Only the stretch of the listing below that runs from the line with "apply_local(ctx, from, to, promotion_hint)" through the line with "promotion without moving" is to be printed, exactly and with both ends.
(Supplied data)
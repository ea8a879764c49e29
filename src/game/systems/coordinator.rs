//! Move coordinator - Single authority for applying moves
//!
//! Every move, local gesture, peer frame or provider reply, goes through this
//! module and nowhere else touches the rules engine's position.
//!
//! # Phases
//!
//! ```text
//! Idle ──promotion without piece──▶ AwaitingPromotionChoice ──resolve/abandon──▶ Idle
//!  │
//!  └──local move (vs provider)──▶ AwaitingRemoteProviderMove ──reply──▶ Idle
//! ```
//!
//! The phase is derived from [`PendingPromotion`] and the provider guard,
//! never stored separately.
//!
//! # Fan-out
//!
//! After every accepted move, in order:
//! 1. Redraw the position
//! 2. Last-move and check highlights
//! 3. History log
//! 4. `move` broadcast (local moves only)
//! 5. Provider request (local moves against a provider, game not over)
//! 6. Status line
//!
//! The turn flips with every accepted move, so the local guard
//! (`is_local_turn`) and the remote guard (`!is_local_turn`) can never both
//! hold for the same ply.
//!
//! [`PendingPromotion`]: crate::game::resources::PendingPromotion

use crate::game::ai::{ProviderMove, ProviderResult};
use crate::game::context::SessionContext;
use crate::game::error::GameResult;
use crate::game::events::Effect;
use crate::game::resources::{AppliedMove, RulesEngine};
use crate::game::systems::input::{clear_selection, revalidate_selection};
use crate::game::types::{PieceType, Square};
use shared::GameMessage;
use std::fmt;
use tracing::{debug, info, warn};

/// Coordinator phase, derived from the guards
#[derive(Debug, Clone, Copy, PartialEq, Eq)]
pub enum CoordinatorPhase {
    Idle,
    AwaitingRemoteProviderMove,
    AwaitingPromotionChoice,
}

/// Why a move was refused
#[derive(Debug, Clone, Copy, PartialEq, Eq)]
pub enum RejectReason {
    PromotionPending,
    ProviderPending,
    NotConnected,
    GameOver,
    NotLocalTurn,
    /// A remote move arrived while it is our turn
    LocalTurn,
    IllegalMove,
    NoPromotionPending,
    InvalidPromotionPiece,
}

impl fmt::Display for RejectReason {
    fn fmt(&self, f: &mut fmt::Formatter<'_>) -> fmt::Result {
        let text = match self {
            RejectReason::PromotionPending => "a promotion choice is pending",
            RejectReason::ProviderPending => "waiting for the move provider",
            RejectReason::NotConnected => "not connected",
            RejectReason::GameOver => "the game is over",
            RejectReason::NotLocalTurn => "not your turn",
            RejectReason::LocalTurn => "it is the local player's turn",
            RejectReason::IllegalMove => "illegal move",
            RejectReason::NoPromotionPending => "no promotion is pending",
            RejectReason::InvalidPromotionPiece => "pawns promote to q, r, b or n",
        };
        f.write_str(text)
    }
}

/// Result of a local move attempt
#[derive(Debug, Clone, PartialEq, Eq)]
pub enum MoveOutcome {
    Applied(AppliedMove),
    /// Promotion recorded; waiting for the piece choice
    Deferred,
    Rejected(RejectReason),
}

impl MoveOutcome {
    pub fn is_applied(&self) -> bool {
        matches!(self, MoveOutcome::Applied(_))
    }
}

/// Where a remote move came from
#[derive(Debug, Clone, Copy, PartialEq, Eq)]
pub enum MoveOrigin {
    Peer,
    Provider,
}

pub fn phase<E: RulesEngine>(ctx: &SessionContext<E>) -> CoordinatorPhase {
    if ctx.promotion.is_active() {
        CoordinatorPhase::AwaitingPromotionChoice
    } else if ctx.provider.is_pending() {
        CoordinatorPhase::AwaitingRemoteProviderMove
    } else {
        CoordinatorPhase::Idle
    }
}

/// Shared preconditions of local moves, in priority order
fn check_local_preconditions<E: RulesEngine>(ctx: &SessionContext<E>) -> Option<RejectReason> {
    if ctx.promotion.is_active() {
        Some(RejectReason::PromotionPending)
    } else if ctx.provider.is_pending() {
        Some(RejectReason::ProviderPending)
    } else if !ctx.is_online() {
        Some(RejectReason::NotConnected)
    } else if ctx.engine.is_over() {
        Some(RejectReason::GameOver)
    } else if !ctx.is_local_turn() {
        Some(RejectReason::NotLocalTurn)
    } else {
        None
    }
}

/// Try to play `from→to` for the local player
///
/// A legal promotion without `promotion_hint` is recorded and deferred until
/// [`resolve_promotion`]. Rejections have no side effects.
pub fn attempt_local_move<E: RulesEngine>(
    ctx: &mut SessionContext<E>,
    from: Square,
    to: Square,
    promotion_hint: Option<PieceType>,
) -> MoveOutcome {
    if let Some(reason) = check_local_preconditions(ctx) {
        debug!("[MOVE] Rejected {}{}: {}", from, to, reason);
        return MoveOutcome::Rejected(reason);
    }

    if ctx.engine.requires_promotion(from, to) {
        match promotion_hint {
            None => {
                let color = ctx.engine.turn_color();
                ctx.promotion.start(from, to, color);
                info!("[PROMOTION] {}{} awaiting piece choice", from, to);
                ctx.emit(Effect::PromptPromotion { from, to, color });
                return MoveOutcome::Deferred;
            }
            Some(kind) if !kind.is_promotion_choice() => {
                return MoveOutcome::Rejected(RejectReason::InvalidPromotionPiece);
            }
            Some(_) => {}
        }
    }

    apply_local(ctx, from, to, promotion_hint)
}

/// Complete the pending promotion with `kind`
pub fn resolve_promotion<E: RulesEngine>(ctx: &mut SessionContext<E>, kind: PieceType) -> MoveOutcome {
    let Some(request) = ctx.promotion.request() else {
        return MoveOutcome::Rejected(RejectReason::NoPromotionPending);
    };
    if !kind.is_promotion_choice() {
        return MoveOutcome::Rejected(RejectReason::InvalidPromotionPiece);
    }

    ctx.promotion.clear();
    if let Some(reason) = check_local_preconditions(ctx) {
        warn!(
            "[PROMOTION] Dropping {}{}={}: {}",
            request.from,
            request.to,
            kind.to_char(),
            reason
        );
        ctx.refresh_status();
        return MoveOutcome::Rejected(reason);
    }

    info!("[PROMOTION] {}{} promotes to {}", request.from, request.to, kind.to_char());
    apply_local(ctx, request.from, request.to, Some(kind))
}

/// Drop the pending promotion without moving
pub fn abandon_promotion<E: RulesEngine>(ctx: &mut SessionContext<E>) -> bool {
    match ctx.promotion.clear() {
        Some(request) => {
            info!("[PROMOTION] Abandoned {}{}", request.from, request.to);
            true
        }
        None => false,
    }
}

fn apply_local<E: RulesEngine>(
    ctx: &mut SessionContext<E>,
    from: Square,
    to: Square,
    promotion: Option<PieceType>,
) -> MoveOutcome {
    let Some(applied) = ctx.engine.apply_move(from, to, promotion) else {
        debug!("[MOVE] Rejected {}{}: illegal", from, to);
        return MoveOutcome::Rejected(RejectReason::IllegalMove);
    };

    info!("[MOVE] Local {} {}", applied.color, applied.notation);
    fan_out(ctx, &applied, true);
    request_provider_turn(ctx);
    ctx.refresh_status();
    MoveOutcome::Applied(applied)
}

/// Apply a move from the peer or the move provider
///
/// Accepted only when it is not the local turn and no promotion is pending.
/// A promotion without a piece defaults to a queen. Illegal peer moves ask
/// the server for the canonical position.
pub fn apply_remote_move<E: RulesEngine>(
    ctx: &mut SessionContext<E>,
    from: Square,
    to: Square,
    promotion: Option<PieceType>,
    origin: MoveOrigin,
) -> MoveOutcome {
    if ctx.promotion.is_active() {
        warn!("[MOVE] Dropping {:?} move {}{}: promotion pending", origin, from, to);
        return MoveOutcome::Rejected(RejectReason::PromotionPending);
    }
    if ctx.is_local_turn() {
        warn!("[MOVE] Dropping {:?} move {}{}: local turn", origin, from, to);
        return MoveOutcome::Rejected(RejectReason::LocalTurn);
    }

    let promotion = match promotion {
        None if ctx.engine.requires_promotion(from, to) => Some(PieceType::Queen),
        other => other,
    };

    let Some(applied) = ctx.engine.apply_move(from, to, promotion) else {
        warn!(
            "[MOVE] Dropping illegal {:?} move {}{} on {}",
            origin,
            from,
            to,
            ctx.engine.serialize()
        );
        if origin == MoveOrigin::Peer {
            ctx.send(GameMessage::SyncRequest);
        }
        return MoveOutcome::Rejected(RejectReason::IllegalMove);
    };

    info!("[MOVE] {:?} {} {}", origin, applied.color, applied.notation);
    fan_out(ctx, &applied, false);
    revalidate_selection(ctx);
    ctx.refresh_status();
    MoveOutcome::Applied(applied)
}

/// Handle the provider's answer to request `request_id`
pub fn handle_provider_reply<E: RulesEngine>(
    ctx: &mut SessionContext<E>,
    request_id: u64,
    reply: ProviderResult<ProviderMove>,
) -> Option<MoveOutcome> {
    if !ctx.provider.take(request_id) {
        debug!("[AI] Discarding stale reply to request {}", request_id);
        return None;
    }

    match reply {
        Ok(mv) => {
            let outcome =
                apply_remote_move(ctx, mv.from, mv.to, mv.promotion, MoveOrigin::Provider);
            ctx.refresh_status();
            Some(outcome)
        }
        Err(e) => {
            warn!("[AI] Move provider failed, turn stalls: {}", e);
            ctx.refresh_status();
            None
        }
    }
}

/// Ask the provider to move when it is its turn
///
/// No-op outside automated mode, on the local turn, after the game ended or
/// while a request is already in flight.
pub fn request_provider_turn<E: RulesEngine>(ctx: &mut SessionContext<E>) -> Option<u64> {
    let mode = ctx.session.mode().provider()?;
    if ctx.session.local_color().is_none() || ctx.is_local_turn() || ctx.engine.is_over() {
        return None;
    }
    let request_id = ctx.provider.request()?;
    let board = ctx.engine.serialize();
    info!("[AI] Requesting {} move (request {})", mode, request_id);
    ctx.emit(Effect::RequestProviderMove {
        request_id,
        mode,
        board,
    });
    ctx.refresh_status();
    Some(request_id)
}

/// Replace the position with the server's canonical board
pub fn reconcile<E: RulesEngine>(ctx: &mut SessionContext<E>, board: &str) -> GameResult<()> {
    ctx.engine.load(board)?;
    info!("[MOVE] Position reconciled to {}", board);

    if ctx.promotion.clear().is_some() {
        info!("[PROMOTION] Pending promotion dropped by reconciliation");
    }
    ctx.provider.reset();

    ctx.render_position();
    let cleared = ctx.highlights.clear();
    ctx.render(cleared);
    let check = ctx.highlights.mark_check(&ctx.engine);
    ctx.render(check);

    clear_selection(ctx);
    request_provider_turn(ctx);
    ctx.refresh_status();
    Ok(())
}

fn fan_out<E: RulesEngine>(ctx: &mut SessionContext<E>, applied: &AppliedMove, broadcast: bool) {
    let mv = applied.chess_move;

    ctx.render_position();
    let last_move = ctx.highlights.mark_last_move(mv.from, mv.to);
    ctx.render(last_move);
    let check = ctx.highlights.mark_check(&ctx.engine);
    ctx.render(check);

    ctx.history.push(applied.color, applied.notation.clone());

    if broadcast {
        let promotion = mv
            .promotion
            .filter(|kind| *kind != PieceType::Queen)
            .map(|kind| kind.to_char().to_string());
        ctx.send(GameMessage::Move {
            source: mv.from.to_string(),
            target: mv.to.to_string(),
            promotion,
        });
    }
}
(End Supplied data)
== Output for this exercise ==
    apply_local(ctx, from, to, promotion_hint)
}

/// Complete the pending promotion with `kind`
pub fn resolve_promotion<E: RulesEngine>(ctx: &mut SessionContext<E>, kind: PieceType) -> MoveOutcome {
    let Some(request) = ctx.promotion.request() else {
        return MoveOutcome::Rejected(RejectReason::NoPromotionPending);
    };
    if !kind.is_promotion_choice() {
        return MoveOutcome::Rejected(RejectReason::InvalidPromotionPiece);
    }

    ctx.promotion.clear();
    if let Some(reason) = check_local_preconditions(ctx) {
        warn!(
            "[PROMOTION] Dropping {}{}={}: {}",
            request.from,
            request.to,
            kind.to_char(),
            reason
        );
        ctx.refresh_status();
        return MoveOutcome::Rejected(reason);
    }

    info!("[PROMOTION] {}{} promotes to {}", request.from, request.to, kind.to_char());
    apply_local(ctx, request.from, request.to, Some(kind))
}

/// Drop the pending promotion without moving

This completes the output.